§ Work instruction: Down to the last character, write out the records below.
━━━ Records to use ━━━
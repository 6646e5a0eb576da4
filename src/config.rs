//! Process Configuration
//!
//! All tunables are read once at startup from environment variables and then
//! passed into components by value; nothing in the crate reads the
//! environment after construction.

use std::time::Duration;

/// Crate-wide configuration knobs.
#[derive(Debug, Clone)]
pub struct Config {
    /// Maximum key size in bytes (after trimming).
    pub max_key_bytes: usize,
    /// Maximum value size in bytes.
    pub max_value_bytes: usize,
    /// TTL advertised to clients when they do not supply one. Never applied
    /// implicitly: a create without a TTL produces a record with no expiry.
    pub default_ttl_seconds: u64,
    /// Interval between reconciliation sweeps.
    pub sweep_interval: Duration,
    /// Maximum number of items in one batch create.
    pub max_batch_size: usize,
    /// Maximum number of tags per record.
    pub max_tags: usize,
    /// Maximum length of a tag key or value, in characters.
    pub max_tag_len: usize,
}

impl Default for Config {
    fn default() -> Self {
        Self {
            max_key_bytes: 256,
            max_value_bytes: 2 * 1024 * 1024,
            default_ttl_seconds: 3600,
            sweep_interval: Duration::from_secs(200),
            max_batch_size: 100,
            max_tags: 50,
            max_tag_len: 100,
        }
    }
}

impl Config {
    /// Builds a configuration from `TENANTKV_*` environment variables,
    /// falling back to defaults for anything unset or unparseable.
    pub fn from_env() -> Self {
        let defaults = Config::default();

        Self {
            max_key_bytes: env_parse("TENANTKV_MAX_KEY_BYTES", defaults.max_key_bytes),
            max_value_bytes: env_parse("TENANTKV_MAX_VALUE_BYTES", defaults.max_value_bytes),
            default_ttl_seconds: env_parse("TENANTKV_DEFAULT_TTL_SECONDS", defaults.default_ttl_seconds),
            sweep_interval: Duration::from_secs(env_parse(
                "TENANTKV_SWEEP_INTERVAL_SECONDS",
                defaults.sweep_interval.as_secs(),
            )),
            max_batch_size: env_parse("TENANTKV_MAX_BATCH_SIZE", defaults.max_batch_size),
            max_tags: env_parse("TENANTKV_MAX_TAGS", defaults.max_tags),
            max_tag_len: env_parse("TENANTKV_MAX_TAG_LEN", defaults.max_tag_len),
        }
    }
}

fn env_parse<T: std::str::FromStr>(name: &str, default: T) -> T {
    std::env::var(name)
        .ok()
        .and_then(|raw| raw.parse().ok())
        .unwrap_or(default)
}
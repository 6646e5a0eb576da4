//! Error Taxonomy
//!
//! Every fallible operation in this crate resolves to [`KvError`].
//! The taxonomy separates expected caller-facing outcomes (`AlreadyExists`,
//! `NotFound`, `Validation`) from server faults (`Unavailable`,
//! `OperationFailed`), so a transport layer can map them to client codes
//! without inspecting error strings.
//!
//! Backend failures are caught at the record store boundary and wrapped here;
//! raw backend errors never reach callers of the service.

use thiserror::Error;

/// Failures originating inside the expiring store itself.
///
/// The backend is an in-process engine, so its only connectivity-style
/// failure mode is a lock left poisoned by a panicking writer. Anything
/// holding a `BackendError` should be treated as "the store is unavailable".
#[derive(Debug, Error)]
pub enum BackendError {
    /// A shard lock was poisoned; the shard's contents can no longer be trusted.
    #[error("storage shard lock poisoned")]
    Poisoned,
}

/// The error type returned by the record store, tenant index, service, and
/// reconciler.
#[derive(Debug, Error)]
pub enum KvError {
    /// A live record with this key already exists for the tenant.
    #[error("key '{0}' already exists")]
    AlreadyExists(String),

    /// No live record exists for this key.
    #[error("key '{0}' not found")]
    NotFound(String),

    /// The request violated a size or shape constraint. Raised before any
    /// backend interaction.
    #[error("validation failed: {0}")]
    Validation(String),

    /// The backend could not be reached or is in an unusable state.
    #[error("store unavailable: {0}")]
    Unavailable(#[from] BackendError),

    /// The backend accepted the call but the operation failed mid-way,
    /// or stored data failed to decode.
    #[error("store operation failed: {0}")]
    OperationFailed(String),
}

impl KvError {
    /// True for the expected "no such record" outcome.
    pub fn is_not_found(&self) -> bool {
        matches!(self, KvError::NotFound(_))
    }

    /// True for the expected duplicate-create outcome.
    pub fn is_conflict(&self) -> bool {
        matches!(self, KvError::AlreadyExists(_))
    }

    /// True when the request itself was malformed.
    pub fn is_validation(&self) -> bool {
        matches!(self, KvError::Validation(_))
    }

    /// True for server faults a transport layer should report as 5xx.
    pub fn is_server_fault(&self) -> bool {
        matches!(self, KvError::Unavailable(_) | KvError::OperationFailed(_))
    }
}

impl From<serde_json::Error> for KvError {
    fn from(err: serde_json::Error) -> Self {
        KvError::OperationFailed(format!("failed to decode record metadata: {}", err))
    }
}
━━━
§ Answer to this problem:
repository 6646e5a0eb576da4
filename src/config.rs
//! Process Configuration
//!
//! All tunables are read once at startup from environment variables and then
//! passed into components by value; nothing in the crate reads the
//! environment after construction.

use std::time::Duration;

/// Crate-wide configuration knobs.
#[derive(Debug, Clone)]
pub struct Config {
    /// Maximum key size in bytes (after trimming).
    pub max_key_bytes: usize,
    /// Maximum value size in bytes.
    pub max_value_bytes: usize,
    /// TTL advertised to clients when they do not supply one. Never applied
    /// implicitly: a create without a TTL produces a record with no expiry.
    pub default_ttl_seconds: u64,
    /// Interval between reconciliation sweeps.
    pub sweep_interval: Duration,
    /// Maximum number of items in one batch create.
    pub max_batch_size: usize,
    /// Maximum number of tags per record.
    pub max_tags: usize,
    /// Maximum length of a tag key or value, in characters.
    pub max_tag_len: usize,
}

impl Default for Config {
    fn default() -> Self {
        Self {
            max_key_bytes: 256,
            max_value_bytes: 2 * 1024 * 1024,
            default_ttl_seconds: 3600,
            sweep_interval: Duration::from_secs(200),
            max_batch_size: 100,
            max_tags: 50,
            max_tag_len: 100,
        }
    }
}

impl Config {
    /// Builds a configuration from `TENANTKV_*` environment variables,
    /// falling back to defaults for anything unset or unparseable.
    pub fn from_env() -> Self {
        let defaults = Config::default();

        Self {
            max_key_bytes: env_parse("TENANTKV_MAX_KEY_BYTES", defaults.max_key_bytes),
            max_value_bytes: env_parse("TENANTKV_MAX_VALUE_BYTES", defaults.max_value_bytes),
            default_ttl_seconds: env_parse("TENANTKV_DEFAULT_TTL_SECONDS", defaults.default_ttl_seconds),
            sweep_interval: Duration::from_secs(env_parse(
                "TENANTKV_SWEEP_INTERVAL_SECONDS",
                defaults.sweep_interval.as_secs(),
            )),
            max_batch_size: env_parse("TENANTKV_MAX_BATCH_SIZE", defaults.max_batch_size),
            max_tags: env_parse("TENANTKV_MAX_TAGS", defaults.max_tags),
            max_tag_len: env_parse("TENANTKV_MAX_TAG_LEN", defaults.max_tag_len),
        }
    }
}

fn env_parse<T: std::str::FromStr>(name: &str, default: T) -> T {
    std::env::var(name)
        .ok()
        .and_then(|raw| raw.parse().ok())
        .unwrap_or(default)
}
repository 6646e5a0eb576da4
//! Error Taxonomy
//!
//! Every fallible operation in this crate resolves to [`KvError`].
//! The taxonomy separates expected caller-facing outcomes (`AlreadyExists`,
//! `NotFound`, `Validation`) from server faults (`Unavailable`,
//! `OperationFailed`), so a transport layer can map them to client codes
//! without inspecting error strings.
//!
//! Backend failures are caught at the record store boundary and wrapped here;
//! raw backend errors never reach callers of the service.

use thiserror::Error;

/// Failures originating inside the expiring store itself.
///
/// The backend is an in-process engine, so its only connectivity-style
/// failure mode is a lock left poisoned by a panicking writer. Anything
/// holding a `BackendError` should be treated as "the store is unavailable".
#[derive(Debug, Error)]
pub enum BackendError {
    /// A shard lock was poisoned; the shard's contents can no longer be trusted.
    #[error("storage shard lock poisoned")]
    Poisoned,
}

/// The error type returned by the record store, tenant index, service, and
/// reconciler.
#[derive(Debug, Error)]
pub enum KvError {
    /// A live record with this key already exists for the tenant.
    #[error("key '{0}' already exists")]
    AlreadyExists(String),

    /// No live record exists for this key.
    #[error("key '{0}' not found")]
    NotFound(String),

    /// The request violated a size or shape constraint. Raised before any
    /// backend interaction.
    #[error("validation failed: {0}")]
    Validation(String),

    /// The backend could not be reached or is in an unusable state.
    #[error("store unavailable: {0}")]
    Unavailable(#[from] BackendError),

    /// The backend accepted the call but the operation failed mid-way,
    /// or stored data failed to decode.
    #[error("store operation failed: {0}")]
    OperationFailed(String),
}

impl KvError {
    /// True for the expected "no such record" outcome.
    pub fn is_not_found(&self) -> bool {
        matches!(self, KvError::NotFound(_))
    }

    /// True for the expected duplicate-create outcome.
    pub fn is_conflict(&self) -> bool {
        matches!(self, KvError::AlreadyExists(_))
    }

    /// True when the request itself was malformed.
    pub fn is_validation(&self) -> bool {
        matches!(self, KvError::Validation(_))
    }

    /// True for server faults a transport layer should report as 5xx.
    pub fn is_server_fault(&self) -> bool {
        matches!(self, KvError::Unavailable(_) | KvError::OperationFailed(_))
    }
}

impl From<serde_json::Error> for KvError {
    fn from(err: serde_json::Error) -> Self {
        KvError::OperationFailed(format!("failed to decode record metadata: {}", err))
    }
}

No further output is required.